Aujourd’hui l’audit dépasse même le cadre formel car le client s’exprime souvent sans qu’on le questionne directement comme par exemple à travers le redouté Trip Advisor. D’où une vigilance de tous les instants. « Nous passons en revue tous les commentaires reçus lors de la réunion matinale des managers. Et nous veillons à ce qu’il y ait un suivi », déclare Sandhya Appadoo, QA manager à La Pirogue.
La réactivité, si elle est souhaitée, ne vaut pas l’anticipation. Ainsi, aujourd’hui, l’assurance qualité se construit aussi en amont. La technologie aidant, les goûts et les attentes du client sont recherchés lors de la réservation. Vient ensuite la vérification de la chambre avant l’arrivée du client ou au hasard.
Si les audits internes sont monnaie courante, plusieurs hôtels ont recours à des consultants externes. A Maurice, SGS s’est forgé une solide réputation dans ce domaine. « Nous travaillons avec environ 75% des établissements à Maurice et avec la quasi-totalité des hôtels 4/5 étoiles», affirme Amelie de Rosnay. « SGS fournit une solution complète pour l’industrie du tourisme pour aider les établissements à satisfaire les exigences légales à réduire les risques d’incidents, à augmenter la satisfaction globale de leurs clients, à maximiser la protection de la marque et à faire face aux nouvelles tendances et pressions ».

Les interventions sont à tous les niveaux.

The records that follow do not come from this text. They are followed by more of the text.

//! In-memory registry of submitted workflow runs.

use chrono::{DateTime, Utc};
use std::collections::HashMap;
use tokio::sync::{watch, RwLock};
use tokio_util::sync::CancellationToken;
use tracing::{debug, info, warn};

use crate::core::workflow::WorkflowId;
use crate::workflow::types::{ExecutionResult, WorkflowSummary};
use crate::{Error, Result};

/// Live view of one run: its latest snapshot and its cancel switch.
#[derive(Debug, Clone)]
pub struct RunHandle {
    pub snapshot: watch::Receiver<ExecutionResult>,
    pub cancel: CancellationToken,
}

impl RunHandle {
    pub fn new(snapshot: watch::Receiver<ExecutionResult>, cancel: CancellationToken) -> Self {
        Self { snapshot, cancel }
    }

    pub fn current(&self) -> ExecutionResult {
        self.snapshot.borrow().clone()
    }

    /// Wait until the run reaches a terminal status.
    ///
    /// If the engine goes away first, the last published snapshot is returned.
    pub async fn finished(&self) -> ExecutionResult {
        let mut rx = self.snapshot.clone();
        if rx.wait_for(|r| r.is_finished()).await.is_err() {
            warn!("run ended without a final snapshot");
        }
        let result = rx.borrow().clone();
        result
    }
}

#[derive(Debug, Default)]
pub struct WorkflowStore {
    runs: RwLock<HashMap<WorkflowId, RunHandle>>,
    /// Finished runs to keep; 0 keeps everything.
    retain_finished: usize,
}

impl WorkflowStore {
    /// Store that never evicts.
    pub fn new() -> Self {
        Self::default()
    }

    /// Store that keeps at most `retain_finished` finished runs.
    pub fn with_retention(retain_finished: usize) -> Self {
        Self {
            runs: RwLock::default(),
            retain_finished,
        }
    }

    /// Track a new run, evicting the oldest finished runs beyond the limit.
    ///
    /// Runs still in flight are never evicted.
    pub async fn insert(&self, id: WorkflowId, handle: RunHandle) {
        let mut runs = self.runs.write().await;
        runs.insert(id, handle);
        if self.retain_finished == 0 {
            return;
        }

        let mut finished: Vec<(WorkflowId, DateTime<Utc>)> = runs
            .iter()
            .filter_map(|(id, handle)| {
                let snapshot = handle.snapshot.borrow();
                if !snapshot.is_finished() {
                    return None;
                }
                let at = snapshot.finished_at.unwrap_or(snapshot.submitted_at);
                Some((*id, at))
            })
            .collect();
        if finished.len() <= self.retain_finished {
            return;
        }

        finished.sort_by_key(|(_, at)| *at);
        let excess = finished.len() - self.retain_finished;
        for (evicted, _) in finished.into_iter().take(excess) {
            runs.remove(&evicted);
            debug!(workflow = %evicted.short(), "evicted finished run");
        }
    }

    pub async fn get(&self, id: &WorkflowId) -> Option<RunHandle> {
        self.runs.read().await.get(id).cloned()
    }

    pub async fn snapshot(&self, id: &WorkflowId) -> Result<ExecutionResult> {
        self.get(id)
            .await
            .map(|handle| handle.current())
            .ok_or_else(|| Error::WorkflowNotFound(id.to_string()))
    }

    /// Summaries of every run, oldest first.
    pub async fn list(&self) -> Vec<WorkflowSummary> {
        let runs = self.runs.read().await;
        let mut summaries: Vec<WorkflowSummary> = runs
            .values()
            .map(|handle| handle.snapshot.borrow().summary())
            .collect();
        summaries.sort_by_key(|s| s.submitted_at);
        summaries
    }

    /// Request cooperative cancellation of a run.
    ///
    /// Returns the snapshot current at the time of the request. Cancelling
    /// a finished run is a no-op.
    pub async fn cancel(&self, id: &WorkflowId) -> Result<ExecutionResult> {
        let handle = self
            .get(id)
            .await
            .ok_or_else(|| Error::WorkflowNotFound(id.to_string()))?;
        let current = handle.current();
        info!(
            workflow = %id.short(),
            status = %current.status,
            cancellable = current.is_cancellable(),
            "cancellation requested"
        );
        handle.cancel.cancel();
        Ok(current)
    }

    pub async fn len(&self) -> usize {
        self.runs.read().await.len()
    }

    pub async fn is_empty(&self) -> bool {
        self.runs.read().await.is_empty()
    }
}
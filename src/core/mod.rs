//! Core domain models for workflow orchestration.
//!
//! This module contains the fundamental data structures used throughout
//! the engine: tasks, validated workflows and the dependency graph.

pub mod dag;
pub mod task;
pub mod workflow;

pub use dag::TaskDAG;
pub use task::{OutputRef, ParamValue, Task, TaskId, TaskStatus};
pub use workflow::{AgentLookup, Workflow, WorkflowDefinition, WorkflowId};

Vérifications sur la qualité de l’eau tant dans la piscine que dans les spas ou les salles de bain, la sécurité alimentaire et l’hygiène sur le lieu de travail. Concernant la sécurité alimentaire, les vérifications sont effectuées autant sur les buffets de restaurants que dans les cuisines, et des échantillons sont prélevés dans le garde-manger, les températures sont vérifiées ainsi que la propreté et l’hygiène du personnel et les conditions d’entreposage, entre autres.

Certains hôtels vont même au-delà en s’affiliant à des réseaux internationaux comme Leading Hotels of the World. « Nous avons deux hôtels qui sont affiliés Leading Hotels of the World. Cela demande encore plus d’exigence et de rigueur car il faut souscrire à des normes internationales encore plus strictes sous peine de voir l’affiliation résignée », prévient Gregory de Clerk. À coup sûr on ne badine avec la qualité. Une preuve supplémentaire que l’hôtellerie mauricienne est et sera toujours une référence dans la région et dans le monde.